▶ **Task directions**: Using the data below, return every line that holds the word "WorkspaceError".

▶ **Information supplied**:
+===+

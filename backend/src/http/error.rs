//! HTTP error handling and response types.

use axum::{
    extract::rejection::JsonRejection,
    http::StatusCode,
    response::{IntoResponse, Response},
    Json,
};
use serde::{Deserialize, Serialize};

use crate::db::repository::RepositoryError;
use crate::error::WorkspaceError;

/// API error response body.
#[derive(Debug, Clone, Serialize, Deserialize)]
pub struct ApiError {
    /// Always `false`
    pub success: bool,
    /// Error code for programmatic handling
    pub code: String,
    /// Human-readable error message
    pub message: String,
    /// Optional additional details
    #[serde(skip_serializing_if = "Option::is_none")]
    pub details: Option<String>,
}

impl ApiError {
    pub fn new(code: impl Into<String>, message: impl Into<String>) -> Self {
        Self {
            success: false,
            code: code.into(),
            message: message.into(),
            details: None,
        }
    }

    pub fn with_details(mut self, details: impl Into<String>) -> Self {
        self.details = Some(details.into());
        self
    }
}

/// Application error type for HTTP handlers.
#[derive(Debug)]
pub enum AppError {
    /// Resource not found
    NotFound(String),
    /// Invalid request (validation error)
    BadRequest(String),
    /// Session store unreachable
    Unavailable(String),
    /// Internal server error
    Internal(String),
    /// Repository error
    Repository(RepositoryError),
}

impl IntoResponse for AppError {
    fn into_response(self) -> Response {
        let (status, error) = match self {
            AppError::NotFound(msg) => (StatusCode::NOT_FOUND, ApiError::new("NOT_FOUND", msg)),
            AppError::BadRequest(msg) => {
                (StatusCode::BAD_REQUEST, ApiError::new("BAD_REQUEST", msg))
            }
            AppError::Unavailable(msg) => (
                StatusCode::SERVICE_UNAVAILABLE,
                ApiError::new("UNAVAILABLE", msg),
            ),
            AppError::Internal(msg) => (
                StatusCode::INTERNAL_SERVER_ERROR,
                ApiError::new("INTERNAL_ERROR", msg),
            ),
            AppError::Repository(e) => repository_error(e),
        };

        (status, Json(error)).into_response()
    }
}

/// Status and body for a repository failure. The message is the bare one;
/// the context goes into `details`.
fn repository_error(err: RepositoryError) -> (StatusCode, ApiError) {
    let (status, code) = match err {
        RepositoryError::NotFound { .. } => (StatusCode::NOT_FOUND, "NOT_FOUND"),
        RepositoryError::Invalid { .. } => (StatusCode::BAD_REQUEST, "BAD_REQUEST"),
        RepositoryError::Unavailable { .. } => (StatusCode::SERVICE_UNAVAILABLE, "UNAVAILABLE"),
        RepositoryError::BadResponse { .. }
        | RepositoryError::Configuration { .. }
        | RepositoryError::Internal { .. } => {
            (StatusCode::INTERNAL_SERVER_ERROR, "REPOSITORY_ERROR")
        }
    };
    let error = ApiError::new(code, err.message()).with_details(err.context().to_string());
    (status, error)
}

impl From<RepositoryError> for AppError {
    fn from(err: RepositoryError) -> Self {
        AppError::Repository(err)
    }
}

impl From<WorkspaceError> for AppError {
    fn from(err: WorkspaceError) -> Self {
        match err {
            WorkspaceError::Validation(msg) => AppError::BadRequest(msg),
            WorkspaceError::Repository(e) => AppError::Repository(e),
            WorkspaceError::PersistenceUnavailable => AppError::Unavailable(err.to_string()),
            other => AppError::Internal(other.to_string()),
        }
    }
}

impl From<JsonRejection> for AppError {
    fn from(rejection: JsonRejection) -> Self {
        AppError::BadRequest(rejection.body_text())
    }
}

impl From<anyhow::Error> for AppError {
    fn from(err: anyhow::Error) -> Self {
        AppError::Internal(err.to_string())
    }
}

+===+

▶ **Response to the task**:
use crate::error::WorkspaceError;
impl From<WorkspaceError> for AppError {
    fn from(err: WorkspaceError) -> Self {
            WorkspaceError::Validation(msg) => AppError::BadRequest(msg),
            WorkspaceError::Repository(e) => AppError::Repository(e),
            WorkspaceError::PersistenceUnavailable => AppError::Unavailable(err.to_string()),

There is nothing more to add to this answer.